Octave Deep Plane-Sweeping Network: Reducing Spatial Redundancy for Learning-Based Plane-Sweeping Stereo


In this paper, we propose the octave deep plane-sweeping network (OctDPSNet). OctDPSNet is a novel learning-based plane-sweeping stereo, which drastically reduces the required GPU memory and computation time while achieving a state-of-the-art depth estimation accuracy. Inspired by octave convolution, we divide image features into high and low spatial frequency features, and two cost volumes are generated from these using our proposed plane-sweeping module.
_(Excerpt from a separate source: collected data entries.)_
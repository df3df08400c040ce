//! Indexer error types
//!
//! [`IndexerError`] covers every failure the indexer can surface. Sidecar
//! problems never appear here: they are folded into
//! [`SidecarOutcome::Absent`](crate::sidecar::SidecarOutcome::Absent).
//!
//! The CLI maps each variant straight to its own error and exit code.

/// Indexer domain error
#[derive(Debug, thiserror::Error)]
pub enum IndexerError {
    /// Listing a directory or writing the index failed
    #[error("io error: {path}: {source}")]
    Io {
        /// Path the operation was applied to
        path: String,
        /// Underlying I/O error
        source: std::io::Error,
    },

    /// A scan directory has no entry matching the flesh pattern
    #[error("no flesh file matching '{pattern}' in scan directory '{scan}'")]
    MissingFlesh {
        /// Scan directory path
        scan: String,
        /// Pattern that was searched for
        pattern: String,
    },

    /// The index document could not be serialized or parsed
    #[error("index serialization error: {0}")]
    Serialize(#[from] serde_json::Error),

    /// Invalid indexer configuration
    #[error("config error: {field}: {reason}")]
    Config {
        /// Config field name
        field: String,
        /// Why the value was rejected
        reason: String,
    },
}

impl IndexerError {
    pub(crate) fn io(path: &std::path::Path, source: std::io::Error) -> Self {
        Self::Io {
            path: path.display().to_string(),
            source,
        }
    }
}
To reduce spatial redundancy, the resolution of the cost volume from the low spatial frequency features is set to half that of the high spatial frequency features, which enables the memory consumption and computational cost to be reduced. After refinement, the two cost volumes are integrated into a final cost volume through our proposed pixel-wise “squeeze-and-excitation” based attention mechanism, and the depth maps are estimated from the final cost volume. We evaluate the proposed model on five datasets: SUN3D, RGB-D SLAM, MVS, Scenes11, and ETH3D. Our model outperforms previous methods on five datasets while drastically reducing the memory consumption and computational cost. Our source code is available at https://github.com/matsuren/octDPSNet

IEEE Access, 7 (1)